Было же тогда великое насилие от иноплеменников: сгоняли христиан, веля им вместе с собой воевать. Князь же великий Александр пошёл к царю, чтобы отмолить людей от беды той.
В то время вспыхнула вражда между ханом Орды Берке и правителем монгольского Ирана Хулагу. Вражда эта переросла в открытую междоусобную войну — кажется, первую в истории Монгольской империи. Хан Берке нуждался в войсках, и, как всегда, основную массу его войск должны были составить отряды из завоёванных монголами народов. Военные действия открылись летом 1262 года, а в декабре того же года войска Хулагу у города Дербента разгромили войска военачальника Берке Ногая и вторглись во владения Берке; это вызвало панику в ставке правителя Орды. Военные действия продолжались затем с переменным успехом в течение многих лет, в том числе и после смерти сначала Хулагу, а затем Берке.
Князю Александру Ярославичу, кажется, удалось на этот раз «отмолить» своих людей от участия во внутренней татарской войне. Но позднее русские князья со своими дружинами нередко будут принимать участие в походах ордынцев, причём многие из них по своей воле.
Вот что, например, пишет летописец о событиях 1278 года:
…Князь же Ростовский Глеб Василькович с братаничем[208] своим, князем Константином, князь Фёдор Ростиславич, князь Андрей Александрович[209] и иные князья многие с боярами и слугами поехали на войну с царём Менгу-Темиром. И помог Бог князьям русским: взяли славный град ясский[210] Дедяков зимой, 8 февраля, на память святого пророка Захарии; и полон, и добычу великую захватили, а врагов без числа оружием перебили и грады их огнём пожгли. Царь же, оказав почести добрые князьям русским и похвалив их весьма и одарив, отпустил их восвояси со многою честью, каждого в свою отчину…
В лето 6786 (1278) князь Глеб Василькович Ростовский приехал из Татар… приведя с собою полон многий, приехал в свой град Ростов… В том же году, 11 октября, на память святого апостола Филиппа диакона, князь Глеб Василькович послал сына своего Михаила в Татары на войну вместе со сватом своим Фёдором Ростиславичем…

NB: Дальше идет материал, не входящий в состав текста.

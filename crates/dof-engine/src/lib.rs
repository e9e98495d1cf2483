pub mod display;
pub mod dof;
pub mod marks;
pub mod optics;
mod presets;
mod types;
pub mod units;

pub use display::{clamp_to_display, focus_window};
pub use dof::{Evaluation, EvaluationInput, evaluate_display};
pub use marks::generate_marks;
pub use optics::{depth_of_field, evaluate, hyperfocal_distance_mm, vertical_fov_degrees};
pub use presets::*;
pub use types::*;
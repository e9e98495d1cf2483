//! Unit conversions between the millimeter domain and display units
//!
//! All computation happens in millimeters; the UI stores distances in
//! inches and formats them per the active unit system. Everything here is
//! a pure, total function over finite input.

/// Millimeters per inch
pub const MM_PER_INCH: f64 = 25.4;

/// Inches per meter
pub const INCHES_PER_METER: f64 = 39.3701;

/// Meters per inch
pub const METERS_PER_INCH: f64 = 0.0254;

/// Inches per foot
pub const INCHES_PER_FOOT: f64 = 12.0;

/// Centimeters per inch
pub const CM_PER_INCH: f64 = 2.54;

/// Convert inches to millimeters
#[inline]
pub fn inches_to_mm(inches: f64) -> f64 {
    inches * MM_PER_INCH
}

/// Convert millimeters to inches
#[inline]
pub fn mm_to_inches(mm: f64) -> f64 {
    mm / MM_PER_INCH
}

/// Convert meters to inches (scale mark positions only; display rounding
/// happens in the formatters)
#[inline]
pub fn meters_to_inches(meters: f64) -> f64 {
    meters * INCHES_PER_METER
}

/// Convert inches to meters
#[inline]
pub fn inches_to_meters(inches: f64) -> f64 {
    inches * METERS_PER_INCH
}

/// Format inches as feet and inches, e.g. `5' 11.5"`.
///
/// Negative input is a caller error and is not validated here.
pub fn format_imperial(inches: f64, precision: usize) -> String {
    let feet = (inches / INCHES_PER_FOOT).floor() as i64;
    let remaining_inches = inches % INCHES_PER_FOOT;
    format!("{feet}' {remaining_inches:.precision$}\"")
}

/// Format inches as centimeters, e.g. `254.0 cm`
pub fn format_metric(inches: f64, precision: usize) -> String {
    let cm = inches * CM_PER_INCH;
    format!("{cm:.precision$} cm")
}
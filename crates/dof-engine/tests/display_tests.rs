use dof_engine::*;

fn bounds() -> DisplayBounds {
    DisplayBounds::default() // 0..360 inches
}

#[test]
fn test_clamp_in_range_passthrough() {
    let window = clamp_to_display(69.4, FarLimit::Finite(74.8), &bounds());
    assert_eq!(window.near_inches, 69.4);
    assert_eq!(window.far_inches, 74.8);
}

#[test]
fn test_clamp_bounds_out_of_range_limits() {
    let window = clamp_to_display(-5.0, FarLimit::Finite(1000.0), &bounds());
    assert_eq!(window.near_inches, 0.0);
    assert_eq!(window.far_inches, 360.0);

    let window = clamp_to_display(500.0, FarLimit::Finite(1000.0), &bounds());
    assert_eq!(window.near_inches, 360.0);
    assert_eq!(window.far_inches, 360.0);
}

#[test]
fn test_infinite_far_limit_extends_to_display_edge() {
    let window = clamp_to_display(100.0, FarLimit::Infinite, &bounds());
    assert_eq!(window.near_inches, 100.0);
    assert_eq!(window.far_inches, 360.0);
}

#[test]
fn test_inverted_far_limit_resolves_to_display_edge() {
    // a far limit that clamps below the near limit degrades to the edge
    // instead of producing an inverted range
    let window = clamp_to_display(100.0, FarLimit::Finite(-20.0), &bounds());
    assert_eq!(window.near_inches, 100.0);
    assert_eq!(window.far_inches, 360.0);
}

#[test]
fn test_window_ordering_invariant() {
    let bounds = bounds();
    let cases = [
        (-100.0, FarLimit::Finite(-50.0)),
        (0.0, FarLimit::Finite(0.0)),
        (69.4, FarLimit::Finite(74.8)),
        (200.0, FarLimit::Finite(100.0)),
        (400.0, FarLimit::Finite(500.0)),
        (50.0, FarLimit::Infinite),
        (400.0, FarLimit::Infinite),
    ];

    for (near, far) in cases {
        let window = clamp_to_display(near, far, &bounds);
        assert!(
            bounds.min_inches <= window.near_inches
                && window.near_inches <= window.far_inches
                && window.far_inches <= bounds.max_inches,
            "invariant violated for near {:?} far {:?}: {:?}",
            near,
            far,
            window
        );
    }
}

#[test]
fn test_focus_window_from_millimeter_result() {
    // reference scene: near ≈ 1763mm (69.4in), far ≈ 1899mm (74.8in)
    let config = CameraConfig::default();
    let result = evaluate(&config, 24.0);
    let window = focus_window(&result, &bounds());

    assert!((window.near_inches - result.near_limit_mm / 25.4).abs() < 1e-12);
    assert!((window.near_inches - 69.424).abs() < 0.001);
    assert!((window.far_inches - 74.774).abs() < 0.001);
}

#[test]
fn test_focus_window_clamps_infinite_result() {
    // subject far past the hyperfocal distance
    let mut config = CameraConfig::default();
    config.subject_distance_mm = 100_000.0;
    let result = evaluate(&config, 24.0);
    assert!(result.far_limit.is_infinite());

    let window = focus_window(&result, &bounds());
    assert_eq!(window.far_inches, 360.0);
}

А ещё русские князья будут ходить вместе с татарами в походы на Литву и другие страны. И в тех случаях, когда русско-татарское войско будет проходить через русские земли, русские волости и сёла подвергнутся такому же разорению и опустошению, как и после вражеских ратей, и лишь пепелища, кровь, стоны и плач жителей будут отмечать путь «союзников» — татарских и русских князей… Но хуже того, сами русские князья, воюя друг с другом (а братоубийственные войны среди сыновей и племянников Александра Невского начнутся спустя несколько лет после его смерти), станут приглашать татар себе на помощь, вновь и вновь разоряя обескровленные русские земли. И эти татарские рати, сопоставимые со страшным Батыевым разорением, тоже можно считать следствием этого странного русско-ордынского «братства» по оружию…
ГОД 1263
Орда. Городец на Волге
Почти весь этот год — последний в своей жизни — князь Александр Ярославич провёл в Орде, по-видимому, скитаясь вместе с ханом Берке по его многочисленным кочевьям. И только осенью — уже больным — князя отпустили наконец обратно на Русь. Однако до стольного Владимира Александру Ярославичу добраться не было суждено.
Из Новгородской Первой летописи старшего извода
В лето 6771 (1263). Пришёл князь Александр осенью из Татар, весьма нездоров. И пришёл на Городец[211], и принял пострижение в 14-й [день] месяца ноября, на память святого апостола Филиппа. Той же ночью и преставился, и повезли его во Владимир, и положили его в монастыре Рождества Святой Богородицы. И, собравшись, епископы и игумены с митрополитом Кириллом, и со всем иерейским чином, и с черноризцами, и со всеми суздальцами с честью погребли его в 23 [день] того же месяца, на святого Амфилохия, в пятницу. Дай, Господи милостивый, видеть лицо Твоё в будущем веке ему, который потрудился за Новгород и за всю Русскую землю…
О кончине князя Александра Ярославича и о чуде, случившемся во время его погребения во Владимире, Житие князя рассказывает так:
…Великий князь Александр вышел от иноплеменников, и дошёл до Нижнего Новгорода, и здесь занемог, и, дойдя до Городца, разболелся.
О горе тебе, бедный человек! Как можешь описать кончину господина своего?! Как не выпадут зеницы твои вместе со слезами?! Как не вырвется сердце твоё из корени?! Ибо отца своего человек может оставить, а доброго господина нельзя оставить: если бы можно было, в гроб бы с ним лёг!